Sep 2 2016
A New Way of Mapping the Brain
By Jennifer Ball
A new study in the journal Neuron describes a whole new way of mapping the brain at the resolution of individual neurons.
This new method was demonstrated successfully in the mouse brain. Anthony Zador, MD, PhD, professor at Cold Spring Harbor Laboratory, said that their method is different than the usual methods that map out brain wiring. However, it does not have the potential for human use, Zador said in our interview with him.
He said that usually scientists inject a tracer in one brain area, which then spreads to other brain areas. The common way to do it is with green fluorescent protein (GFP).
One injects the GFP into one part of the brain and then waits a few days. That green color indicates that those neurons send signals to that place.
Zador said that the problem with that method is that the everything is labeled green, so you cannot tell one neuron goes to one place, and a different neuron goes to a different place.
The team of researchers is doing something fundamentally different by using high-throughput DNA sequencing, a new technology that is revolutionizing other branches of biology, but hasn’t been used in this way before. This is the same technology that was used to map the human genome. This allows people to map their genomes for under $1000.
The researchers are using the same technology, using DNA “barcodes” instead of colors. This allows researchers to do in a single experiment what would before require months or years of work. It is also much less costly, not only because of the labor saved.

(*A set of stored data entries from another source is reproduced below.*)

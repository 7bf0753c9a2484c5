//! Wire message types.
//!
//! This module defines the message formats crossing the relay's two
//! boundaries: the page boundary (content-script messages) and the
//! native boundary (native-messaging envelopes).
//!
//! # Message Flow
//!
//! | Message Type | Direction | Purpose |
//! |--------------|-----------|---------|
//! | [`PageRequest`] | Page → Relay | Command request from a page |
//! | [`PageReply`] | Relay → Page | Exactly one reply per request |
//! | [`NativeEnvelope`] | Relay → Native | Enriched command envelope |
//! | [`NativeReply`] | Native → Relay | Response or structured exception |
//!
//! # Modules
//!
//! | Module | Description |
//! |--------|-------------|
//! | `envelope` | Native envelope, reply and exception model |
//! | `page` | Page request and reply types |
//! | `version` | Dotted version comparison |

// ============================================================================
// Submodules
// ============================================================================

/// Native envelope, reply and exception model.
pub mod envelope;

/// Page request and reply types.
pub mod page;

/// Dotted version comparison.
pub mod version;

// ============================================================================
// Re-exports
// ============================================================================

pub use envelope::{ExceptionModel, NativeEnvelope, NativeReply};
pub use page::{PageReply, PageRequest};
pub use version::{compare_versions, is_at_least};
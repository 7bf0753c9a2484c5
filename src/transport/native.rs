//! Native channel and launcher traits.
//!
//! A [`NativeLauncher`] starts one native host instance and hands back a
//! [`NativeChannel`]: an outgoing envelope sender plus an event stream.
//! The stream ends with exactly one [`NativeEvent::Disconnected`].

// ============================================================================
// Imports
// ============================================================================

use tokio::sync::mpsc;

use crate::error::Result;
use crate::protocol::{NativeEnvelope, NativeReply};

// ============================================================================
// NativeEvent
// ============================================================================

/// Event produced by a native connection.
#[derive(Debug)]
pub enum NativeEvent {
    /// A reply arrived from the native host.
    Message(NativeReply),
    /// The connection is gone. Terminal; no further events follow.
    Disconnected {
        /// Transport diagnostic, when one is available.
        error: Option<String>,
    },
}

// ============================================================================
// NativeChannel
// ============================================================================

/// Live channel to one native host instance.
#[derive(Debug)]
pub struct NativeChannel {
    /// Envelope sink. Dropping it closes the host's stdin.
    pub outgoing: mpsc::UnboundedSender<NativeEnvelope>,
    /// Event stream, consumed by the pool's pump task.
    pub events: mpsc::UnboundedReceiver<NativeEvent>,
}

// ============================================================================
// NativeLauncher
// ============================================================================

/// Starts native host instances.
pub trait NativeLauncher: Send + Sync + 'static {
    /// Launches one native host instance.
    ///
    /// Failure here is synchronous and maps to `native_connect_failure`;
    /// failures after a successful launch arrive as
    /// [`NativeEvent::Disconnected`].
    ///
    /// # Errors
    ///
    /// Returns [`crate::Error::NativeConnectFailure`] when the host cannot
    /// be started.
    fn launch(&self) -> Result<NativeChannel>;
}
// ============================================================================
// Tests
// ============================================================================

#[cfg(test)]
mod tests {
    use super::*;

    use std::sync::atomic::{AtomicUsize, Ordering};

    use tokio::sync::mpsc;

    use crate::protocol::{NativeEnvelope, PageReply};
    use crate::settings::MemoryStore;
    use crate::transport::{NativeChannel, PageSender, PageTransport};

    struct NullTransport(String);

    impl PageTransport for NullTransport {
        fn sender(&self) -> PageSender {
            PageSender {
                url: self.0.clone(),
                tab_url: None,
            }
        }

        fn post(&self, _reply: PageReply) {}
    }

    /// Launcher that counts launches and keeps channel ends open.
    struct CountingLauncher {
        launches: AtomicUsize,
        keep: Mutex<Vec<(mpsc::UnboundedReceiver<NativeEnvelope>, mpsc::UnboundedSender<NativeEvent>)>>,
    }

    impl CountingLauncher {
        fn new() -> Arc<Self> {
            Arc::new(Self {
                launches: AtomicUsize::new(0),
                keep: Mutex::new(Vec::new()),
            })
        }

        fn launches(&self) -> usize {
            self.launches.load(Ordering::SeqCst)
        }
    }

    impl NativeLauncher for CountingLauncher {
        fn launch(&self) -> Result<NativeChannel> {
            self.launches.fetch_add(1, Ordering::SeqCst);
            let (out_tx, out_rx) = mpsc::unbounded_channel();
            let (event_tx, event_rx) = mpsc::unbounded_channel();
            self.keep.lock().push((out_rx, event_tx));
            Ok(NativeChannel {
                outgoing: out_tx,
                events: event_rx,
            })
        }
    }

    struct Fixture {
        launcher: Arc<CountingLauncher>,
        router: Arc<RequestRouter>,
        pool: Arc<NativeConnectionPool>,
    }

    async fn fixture() -> Fixture {
        let launcher = CountingLauncher::new();
        let router = RequestRouter::new("abcdefghijklmnop");
        let settings = Settings::new(Arc::new(MemoryStore::new()));
        settings.load().await;
        let pool = NativeConnectionPool::new(
            Arc::clone(&launcher) as Arc<dyn NativeLauncher>,
            Arc::clone(&router),
            settings,
        );
        Fixture {
            launcher,
            router,
            pool,
        }
    }

    fn pooled_page(f: &Fixture, url: &str) -> Arc<Page> {
        let page = f
            .router
            .register_page(Arc::new(NullTransport(url.to_string())))
            .expect("register");
        page.set_pooled(true);
        page
    }

    #[tokio::test]
    async fn test_pooled_pages_share_one_launch() {
        let f = fixture().await;
        let a = pooled_page(&f, "https://example.com/a");
        let b = pooled_page(&f, "https://example.com/b");

        f.pool.handle_for(&a).expect("a");
        f.pool.handle_for(&b).expect("b");
        assert_eq!(f.launcher.launches(), 1);

        let other = pooled_page(&f, "https://other.com/");
        f.pool.handle_for(&other).expect("other");
        assert_eq!(f.launcher.launches(), 2);
    }

    #[tokio::test]
    async fn test_private_pages_launch_separately() {
        let f = fixture().await;
        let a = f
            .router
            .register_page(Arc::new(NullTransport("https://example.com/a".into())))
            .expect("register");
        let b = f
            .router
            .register_page(Arc::new(NullTransport("https://example.com/b".into())))
            .expect("register");

        f.pool.handle_for(&a).expect("a");
        f.pool.handle_for(&a).expect("a again");
        f.pool.handle_for(&b).expect("b");
        assert_eq!(f.launcher.launches(), 2);
    }

    #[tokio::test(start_paused = true)]
    async fn test_release_within_delay_reuses_connection() {
        let f = fixture().await;
        let page = pooled_page(&f, "https://example.com/a");
        f.pool.handle_for(&page).expect("acquire");
        f.pool.release(&page);

        tokio::time::sleep(Duration::from_secs(29)).await;
        let again = pooled_page(&f, "https://example.com/b");
        f.pool.handle_for(&again).expect("reacquire");
        assert_eq!(f.launcher.launches(), 1);

        // The cancelled shutdown never fires.
        tokio::time::sleep(Duration::from_secs(120)).await;
        assert!(f.pool.has_connections());
    }

    #[tokio::test(start_paused = true)]
    async fn test_idle_connection_shuts_down_after_delay() {
        let f = fixture().await;
        let page = pooled_page(&f, "https://example.com/a");
        f.pool.handle_for(&page).expect("acquire");
        f.pool.release(&page);

        tokio::time::sleep(DOMAIN_SHUTDOWN_DELAY + Duration::from_millis(1)).await;
        assert!(!f.pool.has_connections());

        let again = pooled_page(&f, "https://example.com/b");
        f.pool.handle_for(&again).expect("relaunch");
        assert_eq!(f.launcher.launches(), 2);
    }

    #[tokio::test(start_paused = true)]
    async fn test_popup_uses_short_delay() {
        let f = fixture().await;
        let popup = f
            .router
            .register_page(Arc::new(NullTransport(
                "chrome-extension://abcdefghijklmnop/popup.html".into(),
            )))
            .expect("register");
        popup.set_pooled(true);

        f.pool.handle_for(&popup).expect("acquire");
        f.pool.release(&popup);

        tokio::time::sleep(POPUP_SHUTDOWN_DELAY + Duration::from_millis(1)).await;
        assert!(!f.pool.has_connections());
    }

    #[tokio::test(start_paused = true)]
    async fn test_double_release_decrements_once() {
        let f = fixture().await;
        let a = pooled_page(&f, "https://example.com/a");
        let b = pooled_page(&f, "https://example.com/b");
        f.pool.handle_for(&a).expect("a");
        f.pool.handle_for(&b).expect("b");

        // Releasing the same page twice must not count for page b.
        f.pool.release(&a);
        f.pool.release(&a);
        tokio::time::sleep(DOMAIN_SHUTDOWN_DELAY + Duration::from_millis(1)).await;
        assert!(f.pool.has_connections());

        f.pool.release(&b);
        tokio::time::sleep(DOMAIN_SHUTDOWN_DELAY + Duration::from_millis(1)).await;
        assert!(!f.pool.has_connections());
    }

    #[tokio::test]
    async fn test_native_disconnect_clears_entry_and_fails_pending() {
        let f = fixture().await;
        let page = pooled_page(&f, "https://example.com/a");
        f.pool.handle_for(&page).expect("acquire");
        let rx = page.register_pending(crate::identifiers::RequestId::generate());

        let event_tx = f.launcher.keep.lock()[0].1.clone();
        event_tx
            .send(NativeEvent::Disconnected {
                error: Some("crashed".into()),
            })
            .expect("send");

        let reply = rx.await.expect("resolved");
        assert_eq!(
            reply.exception.expect("exception").code,
            "native_disconnected"
        );
        // Entry is gone, so the next call relaunches.
        tokio::task::yield_now().await;
        assert!(!f.pool.has_connections());
        f.pool.handle_for(&page).expect("relaunch");
        assert_eq!(f.launcher.launches(), 2);
    }
}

The cost of sequencing is decreasing rapidly. Originally, fifteen years ago, it cost over one billion dollars to sequence the human genome, while today it costs under $1000.
The method is called Multiplexed Analysis of Projections by Sequencing (MAPseq). Each injection contains a deactivated virus that has been engineered to contain massive pools of individually unique RNA molecules, each of whose sequence, consisting of combinations of 30 letters, is taken up by a single neuron.
To demonstrate MAPseq’s capabilities, the team of researchers injected the deactivated virus into a part of the mouse brain called locus coeruleus, which is in the brain stem. After about two days, the cortex was divided into 22 pieces, dissected and sequenced for RNA barcodes. The sequence readouts were matched with barcodes of cells in the source region, establishing paths of neurons.
We talked to Dr. Zador, and he said he doesn’t think this has much potential for use in humans because it requires “injecting a barcoded virus into the brain” and “extracting the virus in the brain tissue.”
“There is no technology on the horizon that would allow this to be done non-destructively,” Dr. Zador told us.
Although it can’t be used in humans, he said that this could still have relevance to humans.
“That said, I believe that the basic microcircuitry of mammalian brain, especially cortex, is largely conserved across mammalian evolution, and right now there is so much we do not know about how single neurons are wired up to make cortical circuits, in any species, that what we don’t know completely swamps any differences between humans and related mammals.”